Affleck essays Neil, a commitment-shy environmental health officer whose internal anxieties prevent him from truly accepting childlike Russian-French nymphet Marina (Olga Kurylenko) into his cold heart. A patina of dread and disquietude – both spoken and concealed – encases the action. Characters grapple with metaphysical conundrums and paradoxical homilies to come to terms with the preciousness of existence. They even begin to realise that the universal constant of romantic relationships may just be losing its place at the top of the chain of human responsibility.

With this more insidiously dour and subtly opaque affair, Malick again acts as head curator of a luxuriant flick-book of divine images, all of which have been immaculately beat-matched via the breathtaking, elliptical editing. His partner in cinematographic crime, Emmanuel ‘Chivo’ Lubezki, locates tumbling cosmic depths in the most mundane of moments: a meadow of ambling bison mutates into a vision of chaos and claustrophobia; the shifting sands near Mont Saint-Michel; a night-time visit to a washing-machine outlet becomes a trial of enforced domesticity; Marina euphorically flits, jerks and prances, her façade of innocence a physical manifestation of the idea that Neil is unable to get close to her, to consume her.

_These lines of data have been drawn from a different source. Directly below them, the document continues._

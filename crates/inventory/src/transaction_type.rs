//! Business transaction types and the sign each one applies to stock.

use core::str::FromStr;

use serde::{Deserialize, Serialize};

use stockbook_core::DomainError;

use crate::movement::MovementType;

/// Direction of a stock change.
#[derive(Debug, Clone, Copy, PartialEq, Eq, Hash, Serialize, Deserialize)]
#[serde(rename_all = "lowercase")]
pub enum Direction {
    Increase,
    Decrease,
}

impl Direction {
    /// Apply the direction to a non-negative magnitude.
    pub fn signed(self, magnitude: i64) -> i64 {
        match self {
            Direction::Increase => magnitude,
            Direction::Decrease => -magnitude,
        }
    }

    pub fn movement_type(self) -> MovementType {
        match self {
            Direction::Increase => MovementType::Inbound,
            Direction::Decrease => MovementType::Outbound,
        }
    }
}

/// A business event that moves stock.
#[derive(Debug, Clone, Copy, PartialEq, Eq, Hash, Serialize, Deserialize)]
#[serde(rename_all = "lowercase")]
pub enum TransactionType {
    Purchase,
    Return,
    Sale,
    Waste,
}

impl TransactionType {
    pub const ALL: [TransactionType; 4] = [
        TransactionType::Purchase,
        TransactionType::Return,
        TransactionType::Sale,
        TransactionType::Waste,
    ];

    /// The sign table. Adding a variant without a row here fails to compile.
    pub fn direction(self) -> Direction {
        match self {
            TransactionType::Purchase | TransactionType::Return => Direction::Increase,
            TransactionType::Sale | TransactionType::Waste => Direction::Decrease,
        }
    }

    pub fn as_str(self) -> &'static str {
        match self {
            TransactionType::Purchase => "purchase",
            TransactionType::Return => "return",
            TransactionType::Sale => "sale",
            TransactionType::Waste => "waste",
        }
    }
}

impl core::fmt::Display for TransactionType {
    fn fmt(&self, f: &mut core::fmt::Formatter<'_>) -> core::fmt::Result {
        f.write_str(self.as_str())
    }
}

impl FromStr for TransactionType {
    type Err = DomainError;

    fn from_str(s: &str) -> Result<Self, Self::Err> {
        let wanted = s.trim().to_lowercase();
        TransactionType::ALL
            .into_iter()
            .find(|t| t.as_str() == wanted)
            .ok_or_else(|| {
                DomainError::validation(format!(
                    "unknown transaction type '{}' (expected one of: purchase, return, sale, waste)",
                    s.trim()
                ))
            })
    }
}

#[cfg(test)]
mod tests {
    use super::*;

    #[test]
    fn purchases_and_returns_increase_stock() {
        assert_eq!(TransactionType::Purchase.direction(), Direction::Increase);
        assert_eq!(TransactionType::Return.direction(), Direction::Increase);
        assert_eq!(TransactionType::Purchase.direction().signed(5), 5);
    }

    #[test]
    fn sales_and_waste_decrease_stock() {
        assert_eq!(TransactionType::Sale.direction(), Direction::Decrease);
        assert_eq!(TransactionType::Waste.direction(), Direction::Decrease);
        assert_eq!(TransactionType::Waste.direction().signed(5), -5);
    }

    #[test]
    fn every_type_parses_from_its_name() {
        for t in TransactionType::ALL {
            assert_eq!(t.to_string().parse::<TransactionType>().unwrap(), t);
        }
        assert_eq!(" Sale ".parse::<TransactionType>().unwrap(), TransactionType::Sale);
    }

    #[test]
    fn unrecognized_type_is_rejected() {
        let err = "donation".parse::<TransactionType>().unwrap_err();
        match err {
            DomainError::Validation(msg) => assert!(msg.contains("donation")),
            other => panic!("expected Validation, got {other:?}"),
        }
    }

    #[test]
    fn direction_maps_to_movement_type() {
        assert_eq!(Direction::Increase.movement_type(), MovementType::Inbound);
        assert_eq!(Direction::Decrease.movement_type(), MovementType::Outbound);
    }
}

Weaving in tandem to this is the story of a priest (Javier Bardem) who’s straying from the flock. He surveys the lives of impoverished locals just as Neil finds toxic chemicals leaking from local industrial plants. To The Wonder ponders how different life might be if we could comprehend the awesomeness of a world we take for granted. We might wrestle with our own doubts about this film, but how fitting is that for a film about doubt?

Its utter earnestness leaves it wide open to criticism, but to bemoan the superficial quality of the performances, the script or the story would be to miss the point of the film entirely. Malick doesn’t make films anymore. He builds cathedrals.